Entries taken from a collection

__________________________________________________

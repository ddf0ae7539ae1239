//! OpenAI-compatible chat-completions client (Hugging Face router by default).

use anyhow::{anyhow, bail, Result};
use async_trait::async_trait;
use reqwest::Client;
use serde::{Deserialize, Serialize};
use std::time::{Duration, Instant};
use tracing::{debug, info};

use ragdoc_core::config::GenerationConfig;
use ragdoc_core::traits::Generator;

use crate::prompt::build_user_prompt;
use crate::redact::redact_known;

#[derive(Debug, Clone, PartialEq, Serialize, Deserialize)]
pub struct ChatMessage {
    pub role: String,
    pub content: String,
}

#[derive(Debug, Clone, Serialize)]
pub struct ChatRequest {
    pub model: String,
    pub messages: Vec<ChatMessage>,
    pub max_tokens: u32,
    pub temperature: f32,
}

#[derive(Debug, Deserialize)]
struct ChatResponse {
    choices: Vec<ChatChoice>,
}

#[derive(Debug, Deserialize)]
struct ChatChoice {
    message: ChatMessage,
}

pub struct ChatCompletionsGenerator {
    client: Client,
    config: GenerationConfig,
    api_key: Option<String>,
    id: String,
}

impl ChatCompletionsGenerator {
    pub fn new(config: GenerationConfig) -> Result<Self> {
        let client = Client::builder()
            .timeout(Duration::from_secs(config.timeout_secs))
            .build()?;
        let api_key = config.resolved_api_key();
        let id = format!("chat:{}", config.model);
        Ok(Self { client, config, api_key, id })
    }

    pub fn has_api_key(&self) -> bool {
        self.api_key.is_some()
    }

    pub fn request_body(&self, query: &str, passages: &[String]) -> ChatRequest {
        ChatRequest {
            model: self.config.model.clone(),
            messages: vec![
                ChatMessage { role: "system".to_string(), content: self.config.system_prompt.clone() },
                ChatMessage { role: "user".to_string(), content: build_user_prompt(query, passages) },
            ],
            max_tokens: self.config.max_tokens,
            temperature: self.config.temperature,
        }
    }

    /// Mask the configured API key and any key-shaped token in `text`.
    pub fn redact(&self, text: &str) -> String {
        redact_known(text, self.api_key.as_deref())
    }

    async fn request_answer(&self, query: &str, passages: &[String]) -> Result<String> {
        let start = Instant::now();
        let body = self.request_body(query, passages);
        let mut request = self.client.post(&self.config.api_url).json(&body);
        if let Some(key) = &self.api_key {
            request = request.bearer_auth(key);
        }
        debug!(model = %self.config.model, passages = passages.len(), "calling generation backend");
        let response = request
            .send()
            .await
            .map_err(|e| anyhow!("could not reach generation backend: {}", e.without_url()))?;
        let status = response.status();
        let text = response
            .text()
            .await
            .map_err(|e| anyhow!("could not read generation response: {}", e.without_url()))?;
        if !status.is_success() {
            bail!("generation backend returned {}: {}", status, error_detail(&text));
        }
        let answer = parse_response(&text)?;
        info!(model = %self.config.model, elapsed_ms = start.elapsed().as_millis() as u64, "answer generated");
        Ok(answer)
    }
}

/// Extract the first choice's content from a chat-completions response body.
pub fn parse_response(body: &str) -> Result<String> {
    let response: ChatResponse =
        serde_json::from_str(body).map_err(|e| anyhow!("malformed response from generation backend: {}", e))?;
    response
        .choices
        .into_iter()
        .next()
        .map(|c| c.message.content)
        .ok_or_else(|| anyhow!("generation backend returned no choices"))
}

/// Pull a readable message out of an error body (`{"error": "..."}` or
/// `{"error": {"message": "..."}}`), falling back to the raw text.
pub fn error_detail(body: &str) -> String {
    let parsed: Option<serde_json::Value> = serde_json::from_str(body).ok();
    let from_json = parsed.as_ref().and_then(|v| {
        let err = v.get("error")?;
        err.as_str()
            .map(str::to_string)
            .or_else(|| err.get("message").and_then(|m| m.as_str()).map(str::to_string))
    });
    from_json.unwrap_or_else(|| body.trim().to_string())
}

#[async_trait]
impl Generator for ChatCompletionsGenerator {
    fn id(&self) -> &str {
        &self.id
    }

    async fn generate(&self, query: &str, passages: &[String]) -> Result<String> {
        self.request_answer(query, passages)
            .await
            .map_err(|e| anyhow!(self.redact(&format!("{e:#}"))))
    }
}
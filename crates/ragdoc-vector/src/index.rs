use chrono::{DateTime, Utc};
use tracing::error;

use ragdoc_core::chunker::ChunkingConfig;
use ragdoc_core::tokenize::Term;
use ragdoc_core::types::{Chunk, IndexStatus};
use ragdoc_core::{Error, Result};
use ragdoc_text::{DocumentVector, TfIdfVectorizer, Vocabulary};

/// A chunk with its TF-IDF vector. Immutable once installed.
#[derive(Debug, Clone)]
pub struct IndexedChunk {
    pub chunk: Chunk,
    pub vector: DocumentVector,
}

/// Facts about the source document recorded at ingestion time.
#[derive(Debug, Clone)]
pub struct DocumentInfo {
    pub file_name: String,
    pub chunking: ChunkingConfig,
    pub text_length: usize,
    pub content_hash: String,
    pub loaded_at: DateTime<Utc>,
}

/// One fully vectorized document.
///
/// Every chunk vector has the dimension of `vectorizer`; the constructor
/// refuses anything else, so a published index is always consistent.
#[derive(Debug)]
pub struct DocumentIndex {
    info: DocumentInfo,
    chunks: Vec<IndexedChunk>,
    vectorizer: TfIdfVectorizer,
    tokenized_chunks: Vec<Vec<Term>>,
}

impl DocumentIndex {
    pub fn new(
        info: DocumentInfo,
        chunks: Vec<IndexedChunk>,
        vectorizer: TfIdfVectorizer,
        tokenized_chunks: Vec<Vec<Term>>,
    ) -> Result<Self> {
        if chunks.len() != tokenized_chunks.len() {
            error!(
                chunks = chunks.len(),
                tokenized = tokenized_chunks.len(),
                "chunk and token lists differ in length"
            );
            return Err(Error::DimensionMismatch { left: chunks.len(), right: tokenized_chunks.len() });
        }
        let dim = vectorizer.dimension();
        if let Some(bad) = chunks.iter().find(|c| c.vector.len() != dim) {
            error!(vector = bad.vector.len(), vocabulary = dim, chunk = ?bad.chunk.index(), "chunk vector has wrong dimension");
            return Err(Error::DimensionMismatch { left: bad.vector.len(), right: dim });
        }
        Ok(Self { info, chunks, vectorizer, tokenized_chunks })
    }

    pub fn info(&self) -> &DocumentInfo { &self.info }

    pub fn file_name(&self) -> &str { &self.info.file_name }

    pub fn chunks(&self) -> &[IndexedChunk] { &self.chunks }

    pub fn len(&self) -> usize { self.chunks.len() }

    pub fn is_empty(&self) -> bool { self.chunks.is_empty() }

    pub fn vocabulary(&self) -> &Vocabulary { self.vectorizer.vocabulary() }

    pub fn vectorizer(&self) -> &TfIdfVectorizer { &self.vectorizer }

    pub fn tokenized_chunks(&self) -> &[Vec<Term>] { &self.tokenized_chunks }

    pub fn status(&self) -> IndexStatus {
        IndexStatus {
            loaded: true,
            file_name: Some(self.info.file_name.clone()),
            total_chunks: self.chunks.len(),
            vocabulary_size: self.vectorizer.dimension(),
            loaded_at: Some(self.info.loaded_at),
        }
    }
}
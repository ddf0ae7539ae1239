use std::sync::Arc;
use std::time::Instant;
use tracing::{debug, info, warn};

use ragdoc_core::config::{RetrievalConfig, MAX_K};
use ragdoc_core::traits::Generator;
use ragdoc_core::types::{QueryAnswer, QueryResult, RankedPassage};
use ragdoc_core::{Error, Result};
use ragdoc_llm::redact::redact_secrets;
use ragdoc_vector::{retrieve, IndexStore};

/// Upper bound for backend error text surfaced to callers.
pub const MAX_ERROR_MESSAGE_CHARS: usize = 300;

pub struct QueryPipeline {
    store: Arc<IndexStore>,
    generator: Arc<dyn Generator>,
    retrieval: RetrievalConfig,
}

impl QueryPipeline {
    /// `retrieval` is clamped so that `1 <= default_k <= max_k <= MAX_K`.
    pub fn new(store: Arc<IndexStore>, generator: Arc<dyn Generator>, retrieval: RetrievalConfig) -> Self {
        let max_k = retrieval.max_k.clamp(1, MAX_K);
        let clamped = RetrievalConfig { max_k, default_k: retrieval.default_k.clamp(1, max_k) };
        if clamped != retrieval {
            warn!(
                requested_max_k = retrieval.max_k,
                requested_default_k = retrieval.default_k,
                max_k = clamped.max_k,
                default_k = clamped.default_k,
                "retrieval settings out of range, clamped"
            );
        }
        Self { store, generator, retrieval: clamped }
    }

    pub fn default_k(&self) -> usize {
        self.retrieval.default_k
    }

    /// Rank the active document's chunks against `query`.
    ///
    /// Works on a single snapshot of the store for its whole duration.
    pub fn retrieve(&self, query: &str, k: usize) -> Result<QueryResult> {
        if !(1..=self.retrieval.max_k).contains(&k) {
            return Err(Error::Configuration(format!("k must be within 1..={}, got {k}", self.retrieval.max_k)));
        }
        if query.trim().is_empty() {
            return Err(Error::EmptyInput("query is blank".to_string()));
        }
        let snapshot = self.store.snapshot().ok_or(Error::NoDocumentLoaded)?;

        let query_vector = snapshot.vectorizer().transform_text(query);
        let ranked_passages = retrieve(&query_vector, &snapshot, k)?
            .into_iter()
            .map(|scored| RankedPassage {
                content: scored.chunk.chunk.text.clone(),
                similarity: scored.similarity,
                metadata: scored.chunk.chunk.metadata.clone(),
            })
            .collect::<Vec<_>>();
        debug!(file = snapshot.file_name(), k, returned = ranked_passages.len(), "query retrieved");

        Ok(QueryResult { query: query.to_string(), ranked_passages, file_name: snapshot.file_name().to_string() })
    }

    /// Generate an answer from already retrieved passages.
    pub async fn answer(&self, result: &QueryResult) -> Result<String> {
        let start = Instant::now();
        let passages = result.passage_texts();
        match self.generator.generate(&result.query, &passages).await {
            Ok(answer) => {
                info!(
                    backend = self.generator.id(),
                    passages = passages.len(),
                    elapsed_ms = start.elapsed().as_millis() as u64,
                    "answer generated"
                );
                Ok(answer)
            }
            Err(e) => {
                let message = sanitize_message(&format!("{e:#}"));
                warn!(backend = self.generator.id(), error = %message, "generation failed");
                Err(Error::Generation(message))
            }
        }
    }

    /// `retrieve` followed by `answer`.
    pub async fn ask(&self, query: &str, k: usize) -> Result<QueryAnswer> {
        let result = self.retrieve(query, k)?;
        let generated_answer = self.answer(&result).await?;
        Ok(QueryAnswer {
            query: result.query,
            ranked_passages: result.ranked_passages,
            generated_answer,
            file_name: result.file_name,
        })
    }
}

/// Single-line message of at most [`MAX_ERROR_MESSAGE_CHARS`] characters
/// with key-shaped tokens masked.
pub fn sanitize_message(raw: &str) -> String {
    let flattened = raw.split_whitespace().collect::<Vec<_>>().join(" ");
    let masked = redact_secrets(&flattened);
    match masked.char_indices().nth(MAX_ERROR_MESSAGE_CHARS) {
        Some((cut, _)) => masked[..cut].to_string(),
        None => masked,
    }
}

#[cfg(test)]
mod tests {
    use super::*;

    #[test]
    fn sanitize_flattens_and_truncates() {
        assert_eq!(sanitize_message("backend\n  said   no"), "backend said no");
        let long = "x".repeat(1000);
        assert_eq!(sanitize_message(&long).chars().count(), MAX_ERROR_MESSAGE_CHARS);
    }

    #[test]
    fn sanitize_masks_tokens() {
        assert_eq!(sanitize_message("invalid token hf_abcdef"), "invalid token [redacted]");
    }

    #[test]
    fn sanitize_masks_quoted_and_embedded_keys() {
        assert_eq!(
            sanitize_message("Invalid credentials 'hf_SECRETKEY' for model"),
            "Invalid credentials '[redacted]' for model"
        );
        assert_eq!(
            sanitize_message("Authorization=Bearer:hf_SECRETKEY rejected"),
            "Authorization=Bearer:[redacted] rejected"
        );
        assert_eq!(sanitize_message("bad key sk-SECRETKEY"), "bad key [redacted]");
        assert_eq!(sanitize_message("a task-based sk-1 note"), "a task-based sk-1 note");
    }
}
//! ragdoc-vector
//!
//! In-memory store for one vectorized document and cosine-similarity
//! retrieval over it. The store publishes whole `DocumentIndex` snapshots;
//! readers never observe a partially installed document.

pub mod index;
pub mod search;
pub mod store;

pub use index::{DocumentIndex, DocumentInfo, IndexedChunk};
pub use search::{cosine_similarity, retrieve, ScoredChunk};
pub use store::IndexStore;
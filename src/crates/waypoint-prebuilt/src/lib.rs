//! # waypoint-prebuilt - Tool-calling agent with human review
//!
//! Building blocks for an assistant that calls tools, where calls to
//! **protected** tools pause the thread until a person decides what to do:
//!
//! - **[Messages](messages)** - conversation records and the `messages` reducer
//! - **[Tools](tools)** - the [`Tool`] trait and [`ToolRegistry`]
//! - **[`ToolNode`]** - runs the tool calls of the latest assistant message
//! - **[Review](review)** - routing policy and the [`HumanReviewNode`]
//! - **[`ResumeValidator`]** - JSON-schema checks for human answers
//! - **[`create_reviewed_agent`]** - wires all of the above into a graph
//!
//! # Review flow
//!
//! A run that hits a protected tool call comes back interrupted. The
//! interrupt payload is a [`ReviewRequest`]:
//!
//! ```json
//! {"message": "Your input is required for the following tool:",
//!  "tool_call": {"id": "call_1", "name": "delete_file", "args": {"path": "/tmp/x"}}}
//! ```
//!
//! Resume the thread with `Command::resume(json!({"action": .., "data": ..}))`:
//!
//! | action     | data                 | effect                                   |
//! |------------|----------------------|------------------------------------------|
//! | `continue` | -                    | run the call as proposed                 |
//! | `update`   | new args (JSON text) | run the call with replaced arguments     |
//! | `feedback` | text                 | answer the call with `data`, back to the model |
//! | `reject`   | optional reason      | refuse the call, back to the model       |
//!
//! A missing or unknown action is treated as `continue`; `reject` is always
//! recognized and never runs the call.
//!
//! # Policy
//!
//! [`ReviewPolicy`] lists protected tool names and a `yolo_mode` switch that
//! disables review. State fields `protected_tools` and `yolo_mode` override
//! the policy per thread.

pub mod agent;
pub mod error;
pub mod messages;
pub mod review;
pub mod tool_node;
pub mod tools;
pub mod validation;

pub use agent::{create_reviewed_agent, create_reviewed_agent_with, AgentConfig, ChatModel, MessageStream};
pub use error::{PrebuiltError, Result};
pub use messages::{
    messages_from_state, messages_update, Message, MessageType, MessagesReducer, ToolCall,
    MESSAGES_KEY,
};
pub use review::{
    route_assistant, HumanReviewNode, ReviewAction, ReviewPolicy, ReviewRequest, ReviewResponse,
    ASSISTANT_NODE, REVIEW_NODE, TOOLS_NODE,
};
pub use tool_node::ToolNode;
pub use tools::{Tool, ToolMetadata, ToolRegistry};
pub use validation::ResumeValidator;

__________________________________________________

## REQUIRED ACTION
Write out each line above with the word "calls".

## EXERCISE OUTPUT
//! Building blocks for an assistant that calls tools, where calls to
//! - **[`ToolNode`]** - runs the tool calls of the latest assistant message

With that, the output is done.